## THE TASK
For this exercise, transcribe all of the entries exactly.
-------
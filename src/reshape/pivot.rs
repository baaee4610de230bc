use crate::error::LvMeteoError;
use crate::query::error::ValidationError;
use crate::types::observer::{PipelineObserver, PipelineWarning};
use crate::types::pivoted_table::{PivotedTable, SeriesKey, SeriesTable, DATE_COLUMN};
use crate::types::typed_table::TypedTable;
use chrono::DateTime;
use polars::prelude::{Column, DataFrame, DataType, NamedFrom, Series, TimeUnit};
use std::collections::{BTreeMap, BTreeSet, HashSet};

pub const STATION_COLUMN: &str = "station_id";
pub const PARAM_COLUMN: &str = "param";
pub const VALUE_COLUMN: &str = "value";

/// Pivots long observation rows (`station_id`, `param`, `date`, `value`) into a
/// [`PivotedTable`] with one column per station/parameter pair.
///
/// Exact duplicate rows are dropped, keeping the first. Rows without a
/// timestamp are dropped and reported as [`PipelineWarning::MissingTimestamps`];
/// rows without a station or parameter as [`PipelineWarning::MissingSeriesKeys`].
/// Tables with no rows or without a `date` column are returned unchanged as
/// [`SeriesTable::Flat`].
///
/// # Errors
///
/// [`ValidationError::DuplicateSeriesKey`] if two rows share station, parameter
/// and timestamp but differ in value. [`ValidationError::DuplicateColumnName`] if
/// two distinct pairs render to the same `station/param` column name. Missing or
/// mistyped columns surface as Polars errors.
pub fn pivot_series(
    table: TypedTable,
    observer: &dyn PipelineObserver,
) -> Result<SeriesTable, LvMeteoError> {
    if table.is_empty() || !table.has_column(DATE_COLUMN) {
        return Ok(SeriesTable::Flat(table));
    }
    let frame = table.frame();

    let stations = frame.column(STATION_COLUMN)?.cast(&DataType::String)?;
    let stations = stations.str()?;
    let params = frame.column(PARAM_COLUMN)?.cast(&DataType::String)?;
    let params = params.str()?;
    let values = frame.column(VALUE_COLUMN)?.cast(&DataType::Float64)?;
    let values = values.f64()?;
    let dates = frame.column(DATE_COLUMN)?.datetime()?;
    let to_millis = millis_per_unit(dates.time_unit());

    let mut seen_rows = HashSet::new();
    let mut series: BTreeMap<SeriesKey, BTreeMap<i64, Option<f64>>> = BTreeMap::new();
    let mut timestamps = BTreeSet::new();
    let mut undated = 0usize;
    let mut unkeyed = 0usize;

    for row in 0..frame.height() {
        let (Some(station), Some(param)) = (stations.get(row), params.get(row)) else {
            unkeyed += 1;
            continue;
        };
        let value = values.get(row);
        let Some(date) = dates.get(row).map(to_millis) else {
            undated += 1;
            continue;
        };

        if !seen_rows.insert((station, param, date, value.map(f64::to_bits))) {
            continue;
        }

        let key = SeriesKey::new(station, param);
        let cells = series.entry(key).or_default();
        if cells.insert(date, value).is_some() {
            return Err(ValidationError::DuplicateSeriesKey {
                station: station.to_string(),
                param: param.to_string(),
                date: DateTime::from_timestamp_millis(date)
                    .map(|dt| dt.naive_utc())
                    .unwrap_or_default(),
            }
            .into());
        }
        timestamps.insert(date);
    }

    if undated > 0 {
        observer.on_warning(PipelineWarning::MissingTimestamps(undated));
    }
    if unkeyed > 0 {
        observer.on_warning(PipelineWarning::MissingSeriesKeys(unkeyed));
    }

    let row_keys: Vec<i64> = timestamps.into_iter().collect();
    let date_column = Series::new(DATE_COLUMN.into(), row_keys.clone()).cast(
        &DataType::Datetime(TimeUnit::Milliseconds, Some("UTC".into())),
    )?;

    let mut names = HashSet::with_capacity(series.len());
    let mut columns = Vec::with_capacity(series.len() + 1);
    columns.push(Column::from(date_column));
    for (key, cells) in &series {
        let name = key.to_string();
        if !names.insert(name.clone()) {
            return Err(ValidationError::DuplicateColumnName { column: name }.into());
        }
        let aligned: Vec<Option<f64>> = row_keys
            .iter()
            .map(|ts| cells.get(ts).copied().flatten())
            .collect();
        columns.push(Column::new(name.into(), aligned));
    }

    let keys = series.into_keys().collect();
    Ok(SeriesTable::Pivoted(PivotedTable::new(
        DataFrame::new(columns)?,
        keys,
    )))
}

fn millis_per_unit(unit: TimeUnit) -> fn(i64) -> i64 {
    match unit {
        TimeUnit::Nanoseconds => |v| v.div_euclid(1_000_000),
        TimeUnit::Microseconds => |v| v.div_euclid(1_000),
        TimeUnit::Milliseconds => |v| v,
    }
}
-------
## TASK OUTPUT
filename src/reshape/pivot.rs
repository baaee4610de230bc
use crate::error::LvMeteoError;
use crate::query::error::ValidationError;
use crate::types::observer::{PipelineObserver, PipelineWarning};
use crate::types::pivoted_table::{PivotedTable, SeriesKey, SeriesTable, DATE_COLUMN};
use crate::types::typed_table::TypedTable;
use chrono::DateTime;
use polars::prelude::{Column, DataFrame, DataType, NamedFrom, Series, TimeUnit};
use std::collections::{BTreeMap, BTreeSet, HashSet};

pub const STATION_COLUMN: &str = "station_id";
pub const PARAM_COLUMN: &str = "param";
pub const VALUE_COLUMN: &str = "value";

/// Pivots long observation rows (`station_id`, `param`, `date`, `value`) into a
/// [`PivotedTable`] with one column per station/parameter pair.
///
/// Exact duplicate rows are dropped, keeping the first. Rows without a
/// timestamp are dropped and reported as [`PipelineWarning::MissingTimestamps`];
/// rows without a station or parameter as [`PipelineWarning::MissingSeriesKeys`].
/// Tables with no rows or without a `date` column are returned unchanged as
/// [`SeriesTable::Flat`].
///
/// # Errors
///
/// [`ValidationError::DuplicateSeriesKey`] if two rows share station, parameter
/// and timestamp but differ in value. [`ValidationError::DuplicateColumnName`] if
/// two distinct pairs render to the same `station/param` column name. Missing or
/// mistyped columns surface as Polars errors.
pub fn pivot_series(
    table: TypedTable,
    observer: &dyn PipelineObserver,
) -> Result<SeriesTable, LvMeteoError> {
    if table.is_empty() || !table.has_column(DATE_COLUMN) {
        return Ok(SeriesTable::Flat(table));
    }
    let frame = table.frame();

    let stations = frame.column(STATION_COLUMN)?.cast(&DataType::String)?;
    let stations = stations.str()?;
    let params = frame.column(PARAM_COLUMN)?.cast(&DataType::String)?;
    let params = params.str()?;
    let values = frame.column(VALUE_COLUMN)?.cast(&DataType::Float64)?;
    let values = values.f64()?;
    let dates = frame.column(DATE_COLUMN)?.datetime()?;
    let to_millis = millis_per_unit(dates.time_unit());

    let mut seen_rows = HashSet::new();
    let mut series: BTreeMap<SeriesKey, BTreeMap<i64, Option<f64>>> = BTreeMap::new();
    let mut timestamps = BTreeSet::new();
    let mut undated = 0usize;
    let mut unkeyed = 0usize;

    for row in 0..frame.height() {
        let (Some(station), Some(param)) = (stations.get(row), params.get(row)) else {
            unkeyed += 1;
            continue;
        };
        let value = values.get(row);
        let Some(date) = dates.get(row).map(to_millis) else {
            undated += 1;
            continue;
        };

        if !seen_rows.insert((station, param, date, value.map(f64::to_bits))) {
            continue;
        }

        let key = SeriesKey::new(station, param);
        let cells = series.entry(key).or_default();
        if cells.insert(date, value).is_some() {
            return Err(ValidationError::DuplicateSeriesKey {
                station: station.to_string(),
                param: param.to_string(),
                date: DateTime::from_timestamp_millis(date)
                    .map(|dt| dt.naive_utc())
                    .unwrap_or_default(),
            }
            .into());
        }
        timestamps.insert(date);
    }

    if undated > 0 {
        observer.on_warning(PipelineWarning::MissingTimestamps(undated));
    }
    if unkeyed > 0 {
        observer.on_warning(PipelineWarning::MissingSeriesKeys(unkeyed));
    }

    let row_keys: Vec<i64> = timestamps.into_iter().collect();
    let date_column = Series::new(DATE_COLUMN.into(), row_keys.clone()).cast(
        &DataType::Datetime(TimeUnit::Milliseconds, Some("UTC".into())),
    )?;

    let mut names = HashSet::with_capacity(series.len());
    let mut columns = Vec::with_capacity(series.len() + 1);
    columns.push(Column::from(date_column));
    for (key, cells) in &series {
        let name = key.to_string();
        if !names.insert(name.clone()) {
            return Err(ValidationError::DuplicateColumnName { column: name }.into());
        }
        let aligned: Vec<Option<f64>> = row_keys
            .iter()
            .map(|ts| cells.get(ts).copied().flatten())
            .collect();
        columns.push(Column::new(name.into(), aligned));
    }

    let keys = series.into_keys().collect();
    Ok(SeriesTable::Pivoted(PivotedTable::new(
        DataFrame::new(columns)?,
        keys,
    )))
}

fn millis_per_unit(unit: TimeUnit) -> fn(i64) -> i64 {
    match unit {
        TimeUnit::Nanoseconds => |v| v.div_euclid(1_000_000),
        TimeUnit::Microseconds => |v| v.div_euclid(1_000),
        TimeUnit::Milliseconds => |v| v,
    }
}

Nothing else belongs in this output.